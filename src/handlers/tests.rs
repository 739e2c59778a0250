use axum::{
    Router,
    body::Body,
    http::{Method, Request, StatusCode, header},
    response::Response,
};
use migration::{Migrator, MigratorTrait};
use sea_orm::Database;
use serde_json::{Value, json};
use tower::ServiceExt;
use uuid::Uuid;

use crate::config::AppConfig;
use crate::domains::DomainStatus;
use crate::models::tenant::Model as TenantModel;
use crate::plans::PlanTier;
use crate::server::{AppState, create_app};

const TOKEN: &str = "test-operator-token";

async fn setup() -> (Router, AppState) {
    let db = Database::connect("sqlite::memory:").await.unwrap();
    Migrator::up(&db, None).await.unwrap();

    let config = AppConfig {
        operator_tokens: vec![TOKEN.to_string()],
        base_domain: "example.com".to_string(),
        ..Default::default()
    };
    let state = AppState::new(config, db).unwrap();
    (create_app(state.clone()), state)
}

async fn tenant(state: &AppState, tier: PlanTier, subdomain: Option<&str>) -> TenantModel {
    let tenant = state
        .tenants
        .create(Some("Tech Talks".to_string()), tier)
        .await
        .unwrap();
    match subdomain {
        Some(label) => state.tenants.bind_subdomain(tenant.id, label).await.unwrap(),
        None => tenant,
    }
}

async fn get_host(app: &Router, host: &str) -> Response {
    app.clone()
        .oneshot(
            Request::builder()
                .uri("/")
                .header(header::HOST, host)
                .body(Body::empty())
                .unwrap(),
        )
        .await
        .unwrap()
}

async fn operator(
    app: &Router,
    method: Method,
    uri: &str,
    tenant_id: Option<Uuid>,
    body: Option<Value>,
) -> Response {
    let mut builder = Request::builder()
        .method(method)
        .uri(uri)
        .header(header::AUTHORIZATION, format!("Bearer {TOKEN}"));
    if let Some(id) = tenant_id {
        builder = builder.header("X-Tenant-Id", id.to_string());
    }
    let body = match body {
        Some(json) => {
            builder = builder.header(header::CONTENT_TYPE, "application/json");
            Body::from(json.to_string())
        }
        None => Body::empty(),
    };

    app.clone().oneshot(builder.body(body).unwrap()).await.unwrap()
}

async fn json_body(response: Response) -> Value {
    let bytes = axum::body::to_bytes(response.into_body(), usize::MAX)
        .await
        .unwrap();
    serde_json::from_slice(&bytes).unwrap()
}

#[tokio::test]
async fn platform_hosts_get_service_info() {
    let (app, _) = setup().await;

    for host in ["example.com", "www.example.com", "localhost:8080", "api.example.com"] {
        let response = get_host(&app, host).await;
        assert_eq!(response.status(), StatusCode::OK, "host {host}");
        let body = json_body(response).await;
        assert_eq!(body["service"], "sponsorship-proposals");
    }
}

#[tokio::test]
async fn unknown_hosts_redirect_to_platform() {
    let (app, _) = setup().await;

    for host in ["ghost.example.com", "unbound.customer.org", "bad_host!"] {
        let response = get_host(&app, host).await;
        assert_eq!(response.status(), StatusCode::TEMPORARY_REDIRECT, "host {host}");
        assert_eq!(response.headers()[header::LOCATION], "https://example.com/");
    }
}

#[tokio::test]
async fn subdomain_serves_public_page_and_counts_views() {
    let (app, state) = setup().await;
    let tenant = tenant(&state, PlanTier::Free, Some("techtalks")).await;
    let proposal = state
        .proposals
        .create(tenant.id, "DevConf 2026".to_string(), None)
        .await
        .unwrap();
    let gold = state
        .proposals
        .add_tier(tenant.id, proposal.id, "Gold".to_string(), Some(500_000), Some(1))
        .await
        .unwrap();
    state
        .proposals
        .add_tier(tenant.id, proposal.id, "Platinum".to_string(), None, Some(0))
        .await
        .unwrap();
    state
        .proposals
        .add_benefit(tenant.id, gold.id, "Booth".to_string(), None)
        .await
        .unwrap();

    let response = get_host(&app, "TechTalks.Example.com").await;
    assert_eq!(response.status(), StatusCode::OK);
    let body = json_body(response).await;
    assert_eq!(body["tenant_id"], tenant.id.to_string());
    assert_eq!(body["matched_by"], "subdomain");
    assert_eq!(body["show_branding"], true);
    let tiers = body["proposals"][0]["tiers"].as_array().unwrap();
    assert_eq!(tiers[0]["name"], "Platinum");
    assert_eq!(tiers[1]["name"], "Gold");
    assert_eq!(tiers[1]["benefits"], json!(["Booth"]));

    get_host(&app, "techtalks.example.com").await;
    let reloaded = state.tenants.get(tenant.id).await.unwrap().unwrap();
    assert_eq!(reloaded.view_count, 2);
}

#[tokio::test]
async fn operator_api_requires_bearer_token() {
    let (app, _) = setup().await;

    let response = app
        .clone()
        .oneshot(
            Request::builder()
                .uri("/api/v1/plans")
                .body(Body::empty())
                .unwrap(),
        )
        .await
        .unwrap();
    assert_eq!(response.status(), StatusCode::UNAUTHORIZED);
    assert!(response.headers().contains_key("x-trace-id"));

    let response = operator(&app, Method::GET, "/api/v1/plans", None, None).await;
    assert_eq!(response.status(), StatusCode::OK);
    let body = json_body(response).await;
    assert_eq!(body["plans"].as_array().unwrap().len(), 3);
    assert_eq!(body["plans"][2]["max_proposals"], -1);
}

#[tokio::test]
async fn create_tenant_with_subdomain() {
    let (app, _) = setup().await;

    let response = operator(
        &app,
        Method::POST,
        "/api/v1/tenants",
        None,
        Some(json!({ "name": "Tech Talks", "plan_tier": "pro", "subdomain": "TechTalks" })),
    )
    .await;
    assert_eq!(response.status(), StatusCode::CREATED);
    let body = json_body(response).await;
    assert_eq!(body["subdomain"], "techtalks");
    assert_eq!(body["subdomain_host"], "techtalks.example.com");
    assert_eq!(body["plan_tier"], "pro");

    let taken = operator(
        &app,
        Method::POST,
        "/api/v1/tenants",
        None,
        Some(json!({ "subdomain": "techtalks" })),
    )
    .await;
    assert_eq!(taken.status(), StatusCode::CONFLICT);

    let reserved = operator(
        &app,
        Method::POST,
        "/api/v1/tenants",
        None,
        Some(json!({ "subdomain": "admin" })),
    )
    .await;
    assert_eq!(reserved.status(), StatusCode::BAD_REQUEST);
    assert_eq!(json_body(reserved).await["code"], "RESERVED_SUBDOMAIN");
}

#[tokio::test]
async fn free_plan_allows_a_single_proposal() {
    let (app, state) = setup().await;
    let tenant = tenant(&state, PlanTier::Free, None).await;
    let payload = json!({ "title": "DevConf 2026" });

    let first = operator(&app, Method::POST, "/api/v1/proposals", Some(tenant.id), Some(payload.clone())).await;
    assert_eq!(first.status(), StatusCode::CREATED);

    let second = operator(&app, Method::POST, "/api/v1/proposals", Some(tenant.id), Some(payload)).await;
    assert_eq!(second.status(), StatusCode::FORBIDDEN);
    let body = json_body(second).await;
    assert_eq!(body["code"], "PLAN_LIMIT_EXCEEDED");
    assert_eq!(body["details"]["limit"], 1);
    assert_eq!(body["details"]["current"], 1);

    let limit = operator(&app, Method::GET, "/api/v1/limits/proposals", Some(tenant.id), None).await;
    let body = json_body(limit).await;
    assert_eq!(body["allowed"], false);
    assert_eq!(body["remaining"], 0);
    assert_eq!(body["tier"], "free");
}

#[tokio::test]
async fn unknown_tenant_is_not_found() {
    let (app, _) = setup().await;
    let response = operator(&app, Method::GET, "/api/v1/proposals", Some(Uuid::new_v4()), None).await;
    assert_eq!(response.status(), StatusCode::NOT_FOUND);
}

#[tokio::test]
async fn limit_and_feature_keys_are_validated() {
    let (app, state) = setup().await;
    let tenant = tenant(&state, PlanTier::Pro, None).await;

    let response = operator(&app, Method::GET, "/api/v1/limits/widgets", Some(tenant.id), None).await;
    assert_eq!(response.status(), StatusCode::BAD_REQUEST);

    let response = operator(&app, Method::GET, "/api/v1/features/maxProposals", Some(tenant.id), None).await;
    assert_eq!(response.status(), StatusCode::BAD_REQUEST);

    let response = operator(&app, Method::GET, "/api/v1/features/analytics", Some(tenant.id), None).await;
    assert_eq!(response.status(), StatusCode::OK);
    let body = json_body(response).await;
    assert_eq!(body["feature"], "analytics");
    assert_eq!(body["enabled"], true);

    let response = operator(&app, Method::GET, "/api/v1/limits/apiKeys", Some(tenant.id), None).await;
    let body = json_body(response).await;
    assert_eq!(body["resource"], "apiKeys");
    assert_eq!(body["limit"], 5);
    assert_eq!(body["remaining"], 5);
}

#[tokio::test]
async fn free_plan_cannot_bind_custom_domain() {
    let (app, state) = setup().await;
    let tenant = tenant(&state, PlanTier::Free, None).await;

    let response = operator(
        &app,
        Method::PUT,
        "/api/v1/domains/custom",
        Some(tenant.id),
        Some(json!({ "hostname": "sponsors.techtalks.io" })),
    )
    .await;
    assert_eq!(response.status(), StatusCode::FORBIDDEN);
    assert_eq!(json_body(response).await["code"], "PLAN_LIMIT_EXCEEDED");
}

#[tokio::test]
async fn custom_domain_serves_only_once_verified() {
    let (app, state) = setup().await;
    let tenant = tenant(&state, PlanTier::Pro, None).await;
    let host = "sponsors.techtalks.io";

    let response = operator(
        &app,
        Method::PUT,
        "/api/v1/domains/custom",
        Some(tenant.id),
        Some(json!({ "hostname": "Sponsors.TechTalks.io" })),
    )
    .await;
    assert_eq!(response.status(), StatusCode::OK);
    let body = json_body(response).await;
    assert_eq!(body["custom_domain"], host);
    assert_eq!(body["domain_status"], "pending");

    assert_eq!(get_host(&app, host).await.status(), StatusCode::TEMPORARY_REDIRECT);

    for status in ["verifying", "verified"] {
        let response = operator(
            &app,
            Method::PUT,
            "/api/v1/domains/custom/status",
            Some(tenant.id),
            Some(json!({ "status": status })),
        )
        .await;
        assert_eq!(response.status(), StatusCode::OK);
    }

    let response = get_host(&app, host).await;
    assert_eq!(response.status(), StatusCode::OK);
    assert_eq!(json_body(response).await["matched_by"], "custom_domain");

    let back = operator(
        &app,
        Method::PUT,
        "/api/v1/domains/custom/status",
        Some(tenant.id),
        Some(json!({ "status": "pending" })),
    )
    .await;
    assert_eq!(back.status(), StatusCode::CONFLICT);
    assert_eq!(json_body(back).await["code"], "INVALID_TRANSITION");
}

#[tokio::test]
async fn custom_domain_cannot_shadow_platform() {
    let (app, state) = setup().await;
    let tenant = tenant(&state, PlanTier::Enterprise, None).await;

    for hostname in ["example.com", "evil.example.com", "localhost", "nodots", "127.0.0.1"] {
        let response = operator(
            &app,
            Method::PUT,
            "/api/v1/domains/custom",
            Some(tenant.id),
            Some(json!({ "hostname": hostname })),
        )
        .await;
        assert_eq!(response.status(), StatusCode::BAD_REQUEST, "hostname {hostname}");
    }
}

#[tokio::test]
async fn new_subdomain_binding_is_served_immediately() {
    let (app, state) = setup().await;
    let tenant = tenant(&state, PlanTier::Free, None).await;

    assert_eq!(
        get_host(&app, "techtalks.example.com").await.status(),
        StatusCode::TEMPORARY_REDIRECT
    );

    let response = operator(
        &app,
        Method::PUT,
        "/api/v1/domains/subdomain",
        Some(tenant.id),
        Some(json!({ "subdomain": "techtalks" })),
    )
    .await;
    assert_eq!(response.status(), StatusCode::OK);

    assert_eq!(get_host(&app, "techtalks.example.com").await.status(), StatusCode::OK);

    let response = operator(&app, Method::DELETE, "/api/v1/domains/subdomain", Some(tenant.id), None).await;
    assert_eq!(response.status(), StatusCode::OK);
    assert_eq!(
        get_host(&app, "techtalks.example.com").await.status(),
        StatusCode::TEMPORARY_REDIRECT
    );
}

#[tokio::test]
async fn deleting_last_proposal_releases_domains() {
    let (app, state) = setup().await;
    let tenant = tenant(&state, PlanTier::Pro, Some("techtalks")).await;
    let host = "sponsors.techtalks.io";
    state
        .tenants
        .bind_custom_domain(tenant.id, state.resolver.domain_resolver(), host)
        .await
        .unwrap();
    for status in [DomainStatus::Verifying, DomainStatus::Verified] {
        state.tenants.update_domain_status(tenant.id, status).await.unwrap();
    }
    let first = state
        .proposals
        .create(tenant.id, "DevConf 2026".to_string(), None)
        .await
        .unwrap();
    let second = state
        .proposals
        .create(tenant.id, "RustFest 2026".to_string(), None)
        .await
        .unwrap();

    let uri = format!("/api/v1/proposals/{}", first.id);
    let response = operator(&app, Method::DELETE, &uri, Some(tenant.id), None).await;
    assert_eq!(response.status(), StatusCode::NO_CONTENT);
    assert_eq!(get_host(&app, "techtalks.example.com").await.status(), StatusCode::OK);
    assert_eq!(get_host(&app, host).await.status(), StatusCode::OK);

    let uri = format!("/api/v1/proposals/{}", second.id);
    let response = operator(&app, Method::DELETE, &uri, Some(tenant.id), None).await;
    assert_eq!(response.status(), StatusCode::NO_CONTENT);
    for host in ["techtalks.example.com", host] {
        assert_eq!(
            get_host(&app, host).await.status(),
            StatusCode::TEMPORARY_REDIRECT,
            "host {host}"
        );
    }

    let released = state.tenants.get(tenant.id).await.unwrap().unwrap();
    assert!(released.subdomain.is_none());
    assert!(released.custom_domain.is_none());
    assert!(released.domain_status.is_none());

    let response = operator(&app, Method::DELETE, &uri, Some(tenant.id), None).await;
    assert_eq!(response.status(), StatusCode::NOT_FOUND);
}

#[tokio::test]
async fn analytics_requires_plan_feature() {
    let (app, state) = setup().await;
    let free = tenant(&state, PlanTier::Free, Some("freebie")).await;
    let pro = tenant(&state, PlanTier::Pro, Some("techtalks")).await;

    let response = operator(&app, Method::GET, "/api/v1/analytics", Some(free.id), None).await;
    assert_eq!(response.status(), StatusCode::FORBIDDEN);
    let body = json_body(response).await;
    assert_eq!(body["code"], "FEATURE_NOT_AVAILABLE");
    assert_eq!(body["details"]["feature"], "analytics");

    state
        .proposals
        .create(pro.id, "DevConf 2026".to_string(), None)
        .await
        .unwrap();
    for _ in 0..2 {
        assert_eq!(get_host(&app, "techtalks.example.com").await.status(), StatusCode::OK);
    }

    let response = operator(&app, Method::GET, "/api/v1/analytics", Some(pro.id), None).await;
    assert_eq!(response.status(), StatusCode::OK);
    let body = json_body(response).await;
    assert_eq!(body["view_count"], 2);
    assert_eq!(body["proposals"], 1);
}

#[tokio::test]
async fn healthz_reports_ok() {
    let (app, _) = setup().await;
    let response = app
        .oneshot(Request::builder().uri("/healthz").body(Body::empty()).unwrap())
        .await
        .unwrap();
    assert_eq!(response.status(), StatusCode::OK);
    assert_eq!(json_body(response).await["status"], "ok");
}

- - - - - - -

• [REQUIREMENT]
Using the listing above, list every line in which the string "released" occurs.

• [OUTPUT OF THE TASK]
    let released = state.tenants.get(tenant.id).await.unwrap().unwrap();
    assert!(released.subdomain.is_none());
    assert!(released.custom_domain.is_none());
    assert!(released.domain_status.is_none());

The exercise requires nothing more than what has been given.